Start of Input records

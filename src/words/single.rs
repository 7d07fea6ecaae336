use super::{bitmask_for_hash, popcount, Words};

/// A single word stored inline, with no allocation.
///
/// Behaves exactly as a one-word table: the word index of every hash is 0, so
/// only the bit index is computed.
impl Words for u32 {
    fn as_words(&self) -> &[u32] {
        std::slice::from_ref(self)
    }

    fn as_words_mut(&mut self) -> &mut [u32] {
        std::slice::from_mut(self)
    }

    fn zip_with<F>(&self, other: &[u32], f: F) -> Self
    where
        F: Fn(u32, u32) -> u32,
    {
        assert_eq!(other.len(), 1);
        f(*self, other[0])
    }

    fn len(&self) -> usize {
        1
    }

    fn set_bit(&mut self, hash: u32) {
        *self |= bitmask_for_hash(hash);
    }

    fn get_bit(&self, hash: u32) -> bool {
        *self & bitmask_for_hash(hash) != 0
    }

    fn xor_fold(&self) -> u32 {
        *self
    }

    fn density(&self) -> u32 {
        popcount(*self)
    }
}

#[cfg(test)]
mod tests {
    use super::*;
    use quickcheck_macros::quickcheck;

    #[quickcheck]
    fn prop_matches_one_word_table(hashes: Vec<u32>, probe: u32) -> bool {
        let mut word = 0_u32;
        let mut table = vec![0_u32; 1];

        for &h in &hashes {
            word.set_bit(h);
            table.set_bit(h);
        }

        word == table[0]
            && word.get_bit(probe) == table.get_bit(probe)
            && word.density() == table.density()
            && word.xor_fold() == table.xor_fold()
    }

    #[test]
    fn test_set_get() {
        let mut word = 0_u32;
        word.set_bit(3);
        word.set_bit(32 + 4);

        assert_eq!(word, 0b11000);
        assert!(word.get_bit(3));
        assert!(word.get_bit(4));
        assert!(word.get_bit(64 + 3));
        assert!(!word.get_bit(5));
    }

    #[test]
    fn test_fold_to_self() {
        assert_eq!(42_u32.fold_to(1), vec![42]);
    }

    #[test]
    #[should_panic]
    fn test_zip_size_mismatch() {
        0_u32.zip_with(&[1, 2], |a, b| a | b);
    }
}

End of Input records

_Description of the task:_ Search the data above for the string "super". Report every line where it is found.

_Exercise result:_
use super::{bitmask_for_hash, popcount, Words};
    use super::*;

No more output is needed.